Exercise
Whenever a line in the data contains "only", show that line.

─── Provided records

impl<'a> Oled128x128<'a> {
    pub fn new<T>(
        _main_thread_token: MainThreadToken,
        perclk_freq: u32,
        iox: &'a T,
        udma_global: &'a dyn UdmaGlobalConfig,
    ) -> Self
    where
        T: IoSetup + IoGpio,
    {
        let (channel, cd_port, cd_pin, _cs_pin) = crate::board::setup_display_pins(iox);
        udma_global.clock(PeriphId::from(channel), true);
        #[cfg(not(feature = "std"))]
        let ifram_vaddr = crate::board::DISPLAY_IFRAM_ADDR;
        #[cfg(feature = "std")]
        let ifram_vaddr = {
            xous::map_memory(
                xous::MemoryAddress::new(crate::board::DISPLAY_IFRAM_ADDR),
                None,
                4096 * 2,
                xous::MemoryFlags::R | xous::MemoryFlags::W,
            )
            .expect("couldn't map window for display IFRAM")
            .as_ptr() as usize
        };
        // safety: safe because the udma clock is turned on, and IFRAM is pulling from
        // statically allocated bank
        let mut spim = unsafe {
            Spim::new_with_ifram(
                channel,
                2_000_000,
                perclk_freq / 2,
                SpimClkPol::LeadingEdgeRise,
                SpimClkPha::CaptureOnLeading,
                SpimCs::Cs0,
                0,
                0,
                None,
                // 2x buffers reserved: (128 * 128 / 8) * 2 = 4096
                // Add 256 for display commands.
                // Internally, an extra 16 is added for UDMA SPIM commands (these are commands
                // to the SPIM hardware itself, not transmitted to the display).
                // The +16 is not reported here because it's out of band, but we need to allocate
                // an IFRAM range large enough to accommodate that. However, because we have
                // to round up any allocations to a full page length, we end up with extra
                // unused space.
                4096 + 256, // the 256 is for direct commands
                // the 2048 is for dummy-Rx so we can properly measure when the transaction is done
                2048,
                None,
                None,
                // Note: the IFRAM needs to be 16 bytes longer than the data range to accommodate
                // command sending. But because we have to round up to a whole page, we end up wasting 4080
                // bytes.
                IframRange::from_raw_parts(crate::board::DISPLAY_IFRAM_ADDR, ifram_vaddr, 4096 * 2),
            )
        };
        spim.set_endianness(crate::udma::SpimEndian::MsbFirst);
        Self {
            spim,
            // safety: this is safe because these ranges are in fact allocated, and all values can be
            // represented. They have a static lifetime because they are mapped to hardware. There is
            // in fact an unsafe front/back buffer contention, but that's the whole point of this routine,
            // to safely manage that.
            buffers: [unsafe { core::slice::from_raw_parts_mut(ifram_vaddr as *mut u8, 2048) }, unsafe {
                core::slice::from_raw_parts_mut((ifram_vaddr + 2048) as *mut u8, 2048)
            }],
            srfb: [0u8; WIDTH as usize * HEIGHT as usize / core::mem::size_of::<u8>()],
            sideband_len: SIDEBAND_LEN,
            active_buffer: BufferState::A,
            cd_port,
            cd_pin,
            iox,
        }
    }

    /// This should only be called to initialize the panic handler with its own
    /// copy of hardware registers.
    ///
    /// # Safety
    /// This creates a raw copy of the SPI hardware handle, which diverges from the copy used
    /// by the framebuffer. This is only safe when there are no more operations to be done to
    /// adjust the hardware mode of the SPIM.
    ///
    /// Furthermore, "anyone" with a copy of this data can clobber existing graphics operations. Thus,
    /// any access to these registers have to be protected with a mutex of some form. In the case of
    /// the panic handler, the `is_panic` `AtomicBool` will suppress graphics loop operation
    /// in the case of a panic.
    pub unsafe fn to_raw_parts(
        &self,
    ) -> (
        usize,
        udma::SpimCs,
        u8,
        u8,
        Option<EventChannel>,
        udma::SpimMode,
        udma::SpimByteAlign,
        IframRange,
        usize,
        usize,
        u8,
    ) {
        self.spim.into_raw_parts()
    }

    /// Creates a clone of the display handle. This is only safe if the handles are used in a
    /// mutually excluslive fashion, and the handles are shared only within the same process space
    /// (i.e. between threads in a single process). The primary purpose for this to exist is to create
    /// a dedicated display object inside a panic handler thread.
    ///
    /// The outer implementation of the main loop with the panic handler has to enforce the mutual exclusion
    /// property, otherwise unpredictable behavior may occur.
    ///
    /// A fresh reference to the iox object is required, so that the lifetimes of the iox object are not
    /// entangled between the original reference and the clone.
    pub unsafe fn from_raw_parts<T>(
        display_parts: (
            usize,
            udma::SpimCs,
            u8,
            u8,
            Option<EventChannel>,
            udma::SpimMode,
            udma::SpimByteAlign,
            IframRange,
            usize,
            usize,
            u8,
        ),
        iox: &'a T,
    ) -> Self
    where
        T: IoGpio,
    {
        // extract the raw parts
        let (
            csr,
            cs,
            sot_wait,
            eot_wait,
            event_channel,
            mode,
            _align,
            ifram,
            tx_buf_len_bytes,
            rx_buf_len_bytes,
            dummy_cycles,
        ) = display_parts;
        // compile them into a new object
        let mut spim = unsafe {
            Spim::from_raw_parts(
                csr,
                cs,
                sot_wait,
                eot_wait,
                event_channel,
                mode,
                _align,
                ifram,
                tx_buf_len_bytes,
                rx_buf_len_bytes,
                dummy_cycles,
            )
        };
        spim.set_endianness(crate::udma::SpimEndian::MsbFirst);
        let ifram_vaddr = spim.ifram.virt_range.as_mut_ptr();
        let (_channel, cd_port, cd_pin, _cs_pin) = crate::board::get_display_pins();
        Self {
            spim,
            // safety: this is safe because these ranges are in fact allocated, and all values can be
            // represented. They have a static lifetime because they are mapped to hardware. There is
            // in fact an unsafe front/back buffer contention, but that's the whole point of this routine,
            // to safely manage that.
            buffers: [unsafe { core::slice::from_raw_parts_mut(ifram_vaddr as *mut u8, 2048) }, unsafe {
                core::slice::from_raw_parts_mut(ifram_vaddr.add(2048) as *mut u8, 2048)
            }],
            srfb: [0u8; WIDTH as usize * HEIGHT as usize / core::mem::size_of::<u8>()],
            sideband_len: SIDEBAND_LEN,
            active_buffer: BufferState::A,
            cd_port,
            cd_pin,
            iox,
        }
    }

    fn set_data(&self) { self.iox.set_gpio_pin_value(self.cd_port, self.cd_pin, IoxValue::High); }

    fn set_command(&self) { self.iox.set_gpio_pin_value(self.cd_port, self.cd_pin, IoxValue::Low); }

    pub fn buffer_swap(&mut self) { self.active_buffer = self.active_buffer.swap(); }

    pub fn buffer_mut(&mut self) -> &mut [u8] { self.buffers[self.active_buffer.as_index()] }

    pub fn buffer(&self) -> &[u8] { self.buffers[self.active_buffer.as_index()] }

    pub fn send_command<'b, U>(&'b mut self, cmd: U)
    where
        U: IntoIterator<Item = u8> + 'b,
    {
        self.set_command();
        let total_buf_len = self.buffers.iter().map(|x| x.len()).sum();
        let mut len = 0; // track the full length of the iterator
        // emplace the command in the sideband area, which is after both frame buffers
        // crate::print!("cmd: ");
        let ifram_raw: &mut [u8] = self.spim.tx_buf_mut();
        for (src, dst) in cmd.into_iter().zip(ifram_raw[total_buf_len..].iter_mut()) {
            // crate::print!("{:x} ", src);
            *dst = src;
            len += 1;
        }
        // crate::println!("");
        // safety: data is already copied into the DMA buffer. size & len are in bounds.
        unsafe {
            self.spim
                .txrx_data_async_from_parts::<u8>(total_buf_len, len, true, false)
                .expect("Couldn't initiate oled command");
        }
        self.spim.txrx_await(false).unwrap();
    }

    pub fn screen_size(&self) -> Point { Point::new(WIDTH, LINES) }

    pub fn redraw(&mut self) {
        self.buffer_swap();
        self.draw();
    }

    pub fn blit_screen(&mut self, bmp: &[u32]) {
        for (i, &word) in bmp.iter().enumerate() {
            for bit in 0..32 {
                if (word & (1 << (31 - bit))) != 0 {
                    self.put_pixel(
                        Point::new((i as isize % 4) * 32 + bit, i as isize / 4),
                        Mono::White.into(),
                    );
                }
            }
        }
        /*
        for (i, &word) in bmp.iter().enumerate() {
            let bytes = word.to_le_bytes();
            let start = i * core::mem::size_of::<u32>();
            let end = start + core::mem::size_of::<u32>();
            buf[start..end].copy_from_slice(&bytes);
        }
        */
    }

    pub fn set_devboot(&mut self, _ena: bool) {
        unimplemented!("devboot feature does not exist on this platform");
    }

    pub fn stash(&mut self) { self.srfb.copy_from_slice(&self.buffers[self.active_buffer.as_index()]); }

    pub fn pop(&mut self) {
        self.buffers[self.active_buffer.as_index()].copy_from_slice(&self.srfb);
        self.redraw();
    }

    pub fn init(&mut self) {
        use Command::*;
        let init_sequence = [
            DisplayOnOff(DisplayState::Off),
            SetDCDCSettings(0x0),
            SetStartLine(0),
            SetDisplayOffset(0),
            SetContrastControl(0x4f),
            SetAddressMode(AddressMode::Page),
            SetSegmentReMap(true),
            SetCOMScanDirection(Direction::Normal),
            SetMultiplexRatio(128),
            SetClkDividerOscFrequency { divider: 1, osc_freq_ratio: 5 },
            SetChargePeriods { precharge: Some(2), discharge: 2 },
            SetVCOMHDeselectLevel(0x35),
            SetPageAddress(0),
            ForceEntireDisplay(false),
            SetDisplayMode(DisplayMode::BlackOnWhite),
            DisplayOnOff(DisplayState::On),
        ];

        for command in init_sequence {
            let bytes = command.encode();
            self.send_command(bytes);
        }
    }
}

──────

Written solution
    /// This should only be called to initialize the panic handler with its own
    /// by the framebuffer. This is only safe when there are no more operations to be done to
    /// Creates a clone of the display handle. This is only safe if the handles are used in a
    /// mutually excluslive fashion, and the handles are shared only within the same process space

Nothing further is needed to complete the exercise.